What the task asks:
For every line in the data below that contains "stopped", copy the line.

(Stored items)
//! Binds the plugin socket and serves the `DevicePlugin` service until stopped.
use crate::config::Config;
use crate::device::DeviceInventory;
use crate::device_plugin_api::v1beta1::{
    device_plugin_server::DevicePluginServer as DevicePluginGrpcServer, DevicePluginOptions,
};
use crate::grpc_sock;
use crate::plugin::DevicePluginService;
use crate::registration;
use crate::stopper::Stopper;
use crate::Error;
use std::path::Path;
use tokio::task::JoinHandle;
use tonic::transport::Server;
use tracing::{debug, error, info};

/// Owns everything needed to serve the plugin: its config, its devices and its stop signal.
pub struct DevicePluginServer {
    config: Config,
    inventory: DeviceInventory,
    stopper: Stopper,
}

impl DevicePluginServer {
    /// Validates `config` and builds the device inventory. Nothing is bound yet.
    pub fn new(config: Config) -> Result<Self, Error> {
        config.validate()?;
        let inventory = DeviceInventory::new(config.devices.clone())?;
        Ok(DevicePluginServer {
            config,
            inventory,
            stopper: Stopper::new(),
        })
    }

    /// A handle that stops this server when triggered
    pub fn stopper(&self) -> Stopper {
        self.stopper.clone()
    }

    /// Stops the server and ends every open `ListAndWatch` stream. Safe to call more than once.
    pub fn shutdown(&self) {
        info!("Shutting down device plugin");
        self.stopper.stop();
    }

    fn options(&self) -> DevicePluginOptions {
        DevicePluginOptions {
            pre_start_required: self.config.pre_start_required,
            get_preferred_allocation_available: self.config.get_preferred_allocation_available,
        }
    }

    /// Removes any stale socket, binds a fresh one, registers with kubelet if configured and
    /// serves until [`DevicePluginServer::shutdown`] is called. The socket file is removed on
    /// return.
    pub async fn listen_and_serve(&self) -> Result<(), Error> {
        let socket_path = self.config.socket_path.as_path();
        let socket = bind(socket_path).await?;
        info!(
            socket = %socket_path.display(),
            devices = self.inventory.len(),
            "Device plugin listening"
        );

        let service = DevicePluginService::new(
            self.inventory.clone(),
            self.options(),
            self.config.update_interval,
            self.config.allocate_env.clone(),
            self.stopper.clone(),
        );
        let stopper = self.stopper.clone();
        let serve = Server::builder()
            .add_service(DevicePluginGrpcServer::new(service))
            .serve_with_incoming_shutdown(socket, async move { stopper.wait().await });

        match &self.config.registration {
            Some(registration) => {
                // Kubelet dials back as soon as registration succeeds, so the server has to be
                // accepting before the request goes out
                let serve = tokio::spawn(serve);
                let registered = registration::register(
                    &registration.kubelet_socket,
                    socket_path,
                    &self.config.resource_name,
                    self.options(),
                )
                .await;
                if let Err(e) = registered {
                    error!(error = %e, "Unable to register with kubelet");
                    self.stopper.stop();
                    // The registration error is the cause, a server failure is only logged
                    if let Err(server_error) = join_server(serve).await {
                        error!(error = %server_error, "Device plugin server failed while stopping");
                    }
                    return Err(e);
                }
                join_server(serve).await?;
            }
            None => serve.await?,
        }
        info!("Device plugin stopped");
        Ok(())
    }
}

/// Waits for a spawned server, flattening a panicked or cancelled task into [`Error::Task`].
async fn join_server(
    handle: JoinHandle<Result<(), tonic::transport::Error>>,
) -> Result<(), Error> {
    handle.await??;
    Ok(())
}

/// Clears whatever is left at `path` from a previous run and binds a new socket there.
async fn bind(path: &Path) -> Result<grpc_sock::server::Socket, Error> {
    match tokio::fs::remove_file(path).await {
        Ok(()) => debug!(socket = %path.display(), "Removed stale socket"),
        Err(e) if e.kind() == std::io::ErrorKind::NotFound => (),
        Err(e) => return Err(Error::Io(e)),
    }
    if let Some(parent) = path.parent().filter(|p| !p.as_os_str().is_empty()) {
        tokio::fs::create_dir_all(parent).await?;
    }
    grpc_sock::server::Socket::new(path).map_err(|source| Error::Bind {
        path: path.to_owned(),
        source,
    })
}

Solution to the problem:
//! Binds the plugin socket and serves the `DevicePlugin` service until stopped.
        info!("Device plugin stopped");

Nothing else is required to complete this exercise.